## WHAT IS REQUIRED
Word for word, copy out the records given below.

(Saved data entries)
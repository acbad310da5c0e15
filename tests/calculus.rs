use solo_calculus::{Agent, CanonicalAgent, ReductionConfig, ReductionError, alpha_eq, evaluate};

fn build(s: &str) -> anyhow::Result<Agent> {
    Ok(Agent::parse(s)?)
}

#[test]
fn multiset_fidelity() -> anyhow::Result<()> {
    assert!(!alpha_eq(&build("(x)(p x | p x)")?, &build("(x)(p x)")?));
    Ok(())
}

#[test]
fn alpha_equivalence() -> anyhow::Result<()> {
    assert!(alpha_eq(&build("(x)(p x)")?, &build("(y)(p y)")?));
    assert!(!alpha_eq(&build("(x)(p x)")?, &build("(x)(p y)")?));
    Ok(())
}

#[test]
fn standard_fusion() -> anyhow::Result<()> {
    let reduct = build("(x)(u x | ^u y | p x y)")?.reduce();
    assert!(alpha_eq(&reduct, &build("p y y")?));
    Ok(())
}

#[test]
fn both_bound_fusion() -> anyhow::Result<()> {
    let reduct = build("(x y)(u x | ^u y | p x y)")?.reduce();
    assert!(alpha_eq(&reduct, &build("(z)(p z z)")?));
    assert_eq!(reduct.to_string(), "(u0)(p u0 u0)");
    Ok(())
}

#[test]
fn flattening_theorem() -> anyhow::Result<()> {
    let reduct = build("!(y)(p x | !(q y))")?.reduce();
    assert!(alpha_eq(
        &reduct,
        &build("(c)(!(y)(p x | c q y) | !(a b)(^c a b | a b))")?
    ));
    let canonical = CanonicalAgent::new(&reduct);
    assert!(canonical.replicators.iter().all(|x| x.replicators.is_empty()));
    Ok(())
}

#[test]
fn cross_replicator_fusion() -> anyhow::Result<()> {
    let reduct = build("(y)(u y | !(x)(^u x | p x y))")?.reduce();
    assert!(alpha_eq(
        &reduct,
        &build("(u0)(p u0 u0 | !(x)(^u x | p x u0))")?
    ));
    Ok(())
}

#[test]
fn fixpoint_by_equivalence() -> anyhow::Result<()> {
    for s in [
        "(x)(u x | ^u y | p x y)",
        "(x y)(u x | ^u y | p x y)",
        "(u x | ^u y | p x y)",
        "(y)(u y | !(x)(^u x | p x y))",
        "(x)(!(u x | ^u y | p x y))",
    ] {
        let evaluation = evaluate(&build(s)?, &ReductionConfig::default())?;
        let last = evaluation.result();
        assert!(alpha_eq(last, &last.reduce()), "{s} ended on {last}");
    }
    Ok(())
}

#[test]
fn unbounded_terms_run_out_of_steps() -> anyhow::Result<()> {
    // every copy of the outer body releases another q
    let agent = build("!(y)(p x | !(q y))")?;
    assert_eq!(
        evaluate(&agent, &ReductionConfig::new(8)),
        Err(ReductionError::StepBudgetExhausted { steps: 8 })
    );
    Ok(())
}

#[test]
fn free_names_are_conserved() -> anyhow::Result<()> {
    for s in [
        "(x)(u x | ^u y | p x y)",
        "(x y)(u x | ^u y | p x y)",
        "(y)(u y | !(x)(^u x | p x y))",
        "!(y)(p x | !(q y))",
        "((x)(p x) | q x)",
    ] {
        let agent = build(s)?;
        let reduct = agent.reduce();
        assert!(
            reduct.free_names().is_subset(&agent.free_names()),
            "{agent} reduced to {reduct}"
        );
    }
    Ok(())
}

#[test]
fn duplicated_replicators_are_kept() -> anyhow::Result<()> {
    let agent = build("(!(p x) | !(p x) | q)")?;
    assert!(!alpha_eq(&agent, &build("(!(p x) | q)")?));
    assert!(alpha_eq(&agent.reduce(), &agent));
    Ok(())
}

#[cfg(feature = "sampling")]
mod random {
    use super::*;
    use rand::SeedableRng;
    use rand_chacha::ChaCha8Rng;

    #[test]
    fn alpha_eq_is_reflexive() {
        let mut r = ChaCha8Rng::seed_from_u64(32);
        for _ in 0..500 {
            let agent = Agent::random(&mut r);
            assert!(alpha_eq(&agent, &agent), "{agent}");
        }
    }

    #[test]
    fn flatten_preserves_equivalence() {
        let mut r = ChaCha8Rng::seed_from_u64(7);
        for _ in 0..500 {
            let agent = Agent::random(&mut r);
            let flat = agent.flatten();
            assert!(alpha_eq(&agent, &flat), "{agent} flattened to {flat}");
            assert_eq!(flat.free_names(), agent.free_names());
        }
    }

    #[test]
    fn reduction_never_frees_names() {
        let mut r = ChaCha8Rng::seed_from_u64(1);
        for _ in 0..200 {
            let agent = Agent::random(&mut r);
            let reduct = agent.reduce();
            assert!(
                reduct.free_names().is_subset(&agent.free_names()),
                "{agent} reduced to {reduct}"
            );
        }
    }
}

## TASK RESULT
repository acbad310da5c0e15
filename tests/calculus.rs
use solo_calculus::{Agent, CanonicalAgent, ReductionConfig, ReductionError, alpha_eq, evaluate};

fn build(s: &str) -> anyhow::Result<Agent> {
    Ok(Agent::parse(s)?)
}

#[test]
fn multiset_fidelity() -> anyhow::Result<()> {
    assert!(!alpha_eq(&build("(x)(p x | p x)")?, &build("(x)(p x)")?));
    Ok(())
}

#[test]
fn alpha_equivalence() -> anyhow::Result<()> {
    assert!(alpha_eq(&build("(x)(p x)")?, &build("(y)(p y)")?));
    assert!(!alpha_eq(&build("(x)(p x)")?, &build("(x)(p y)")?));
    Ok(())
}

#[test]
fn standard_fusion() -> anyhow::Result<()> {
    let reduct = build("(x)(u x | ^u y | p x y)")?.reduce();
    assert!(alpha_eq(&reduct, &build("p y y")?));
    Ok(())
}

#[test]
fn both_bound_fusion() -> anyhow::Result<()> {
    let reduct = build("(x y)(u x | ^u y | p x y)")?.reduce();
    assert!(alpha_eq(&reduct, &build("(z)(p z z)")?));
    assert_eq!(reduct.to_string(), "(u0)(p u0 u0)");
    Ok(())
}

#[test]
fn flattening_theorem() -> anyhow::Result<()> {
    let reduct = build("!(y)(p x | !(q y))")?.reduce();
    assert!(alpha_eq(
        &reduct,
        &build("(c)(!(y)(p x | c q y) | !(a b)(^c a b | a b))")?
    ));
    let canonical = CanonicalAgent::new(&reduct);
    assert!(canonical.replicators.iter().all(|x| x.replicators.is_empty()));
    Ok(())
}

#[test]
fn cross_replicator_fusion() -> anyhow::Result<()> {
    let reduct = build("(y)(u y | !(x)(^u x | p x y))")?.reduce();
    assert!(alpha_eq(
        &reduct,
        &build("(u0)(p u0 u0 | !(x)(^u x | p x u0))")?
    ));
    Ok(())
}

#[test]
fn fixpoint_by_equivalence() -> anyhow::Result<()> {
    for s in [
        "(x)(u x | ^u y | p x y)",
        "(x y)(u x | ^u y | p x y)",
        "(u x | ^u y | p x y)",
        "(y)(u y | !(x)(^u x | p x y))",
        "(x)(!(u x | ^u y | p x y))",
    ] {
        let evaluation = evaluate(&build(s)?, &ReductionConfig::default())?;
        let last = evaluation.result();
        assert!(alpha_eq(last, &last.reduce()), "{s} ended on {last}");
    }
    Ok(())
}

#[test]
fn unbounded_terms_run_out_of_steps() -> anyhow::Result<()> {
    // every copy of the outer body releases another q
    let agent = build("!(y)(p x | !(q y))")?;
    assert_eq!(
        evaluate(&agent, &ReductionConfig::new(8)),
        Err(ReductionError::StepBudgetExhausted { steps: 8 })
    );
    Ok(())
}

#[test]
fn free_names_are_conserved() -> anyhow::Result<()> {
    for s in [
        "(x)(u x | ^u y | p x y)",
        "(x y)(u x | ^u y | p x y)",
        "(y)(u y | !(x)(^u x | p x y))",
        "!(y)(p x | !(q y))",
        "((x)(p x) | q x)",
    ] {
        let agent = build(s)?;
        let reduct = agent.reduce();
        assert!(
            reduct.free_names().is_subset(&agent.free_names()),
            "{agent} reduced to {reduct}"
        );
    }
    Ok(())
}

#[test]
fn duplicated_replicators_are_kept() -> anyhow::Result<()> {
    let agent = build("(!(p x) | !(p x) | q)")?;
    assert!(!alpha_eq(&agent, &build("(!(p x) | q)")?));
    assert!(alpha_eq(&agent.reduce(), &agent));
    Ok(())
}

#[cfg(feature = "sampling")]
mod random {
    use super::*;
    use rand::SeedableRng;
    use rand_chacha::ChaCha8Rng;

    #[test]
    fn alpha_eq_is_reflexive() {
        let mut r = ChaCha8Rng::seed_from_u64(32);
        for _ in 0..500 {
            let agent = Agent::random(&mut r);
            assert!(alpha_eq(&agent, &agent), "{agent}");
        }
    }

    #[test]
    fn flatten_preserves_equivalence() {
        let mut r = ChaCha8Rng::seed_from_u64(7);
        for _ in 0..500 {
            let agent = Agent::random(&mut r);
            let flat = agent.flatten();
            assert!(alpha_eq(&agent, &flat), "{agent} flattened to {flat}");
            assert_eq!(flat.free_names(), agent.free_names());
        }
    }

    #[test]
    fn reduction_never_frees_names() {
        let mut r = ChaCha8Rng::seed_from_u64(1);
        for _ in 0..200 {
            let agent = Agent::random(&mut r);
            let reduct = agent.reduce();
            assert!(
                reduct.free_names().is_subset(&agent.free_names()),
                "{agent} reduced to {reduct}"
            );
        }
    }
}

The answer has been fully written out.